-- PROBLEM STATEMENT --
Pull out every line with the word "ProvisioningState" from the entries below.

Collected data:
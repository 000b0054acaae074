//! Typed documents persisted in the document store.
//!
//! Every document carries its fully qualified [`ResourceId`] as the primary
//! key; the store addresses documents by that id alone. Kind-specific bodies
//! live on the individual structs.

mod cluster;
mod operation;

pub use cluster::{
    BillingDocument, ClusterDocument, ExternalAuthDocument, ManagementClusterDocument,
    NodePoolDocument, ServiceProviderClusterDocument, MAX_ACTIVE_VERSIONS,
};
pub use operation::OperationDocument;

use crate::conditions::Condition;
use crate::keys::{SubscriptionKey, TYPE_CONTROLLERS};
use crate::resource_id::ResourceId;
use crate::state::{ProvisioningState, SubscriptionState};
use serde::{de::DeserializeOwned, Deserialize, Serialize};

/// A persisted document kind.
pub trait Document:
    Serialize + DeserializeOwned + Clone + Send + Sync + 'static
{
    /// The type keyword under which documents of this kind are filed,
    /// e.g. `hcpOpenShiftClusters`.
    const KIND: &'static str;

    /// The document's primary key.
    fn id(&self) -> &ResourceId;
}

/// A document tracking an ARM resource whose mutations happen through
/// asynchronous operations.
pub trait ProvisionedResource: Document {
    fn provisioning_state(&self) -> ProvisioningState;
    fn set_provisioning_state(&mut self, state: ProvisioningState);

    /// Id of the operation currently mutating this resource, if any. It
    /// matches the in-flight operation's id until that operation reaches a
    /// terminal state, at which point it is cleared.
    fn active_operation_id(&self) -> Option<&ResourceId>;
    fn set_active_operation_id(&mut self, id: Option<ResourceId>);
}

/// Registration record of an Azure subscription.
#[derive(Debug, Clone, PartialEq, Eq, Serialize, Deserialize)]
#[serde(rename_all = "camelCase")]
pub struct SubscriptionDocument {
    pub id: ResourceId,
    pub state: SubscriptionState,
}

impl SubscriptionDocument {
    #[must_use]
    pub fn key(&self) -> SubscriptionKey {
        SubscriptionKey::new(self.id.subscription_id())
    }
}

impl Document for SubscriptionDocument {
    const KIND: &'static str = "subscriptions";

    fn id(&self) -> &ResourceId {
        &self.id
    }
}

/// Per-(resource, controller) record carrying the controller's latest
/// degradation condition. Lives as a child document under the resource the
/// controller operates on; exists iff the controller has observed the
/// resource at least once.
#[derive(Debug, Clone, PartialEq, Eq, Serialize, Deserialize)]
#[serde(rename_all = "camelCase")]
pub struct ControllerDocument {
    pub id: ResourceId,
    pub controller_name: String,
    #[serde(default, skip_serializing_if = "Vec::is_empty")]
    pub conditions: Vec<Condition>,
}

impl ControllerDocument {
    /// The zero-valued record for `controller_name` under `resource`.
    #[must_use]
    pub fn zero(resource: &ResourceId, controller_name: &str) -> Self {
        Self {
            id: resource.child(TYPE_CONTROLLERS, controller_name),
            controller_name: controller_name.to_owned(),
            conditions: Vec::new(),
        }
    }

    /// The resource this record reports on.
    #[must_use]
    pub fn parent_resource(&self) -> Option<ResourceId> {
        self.id.parent()
    }
}

impl Document for ControllerDocument {
    const KIND: &'static str = TYPE_CONTROLLERS;

    fn id(&self) -> &ResourceId {
        &self.id
    }
}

-- ANSWER SPACE --
use crate::state::{ProvisioningState, SubscriptionState};
    fn provisioning_state(&self) -> ProvisioningState;
    fn set_provisioning_state(&mut self, state: ProvisioningState);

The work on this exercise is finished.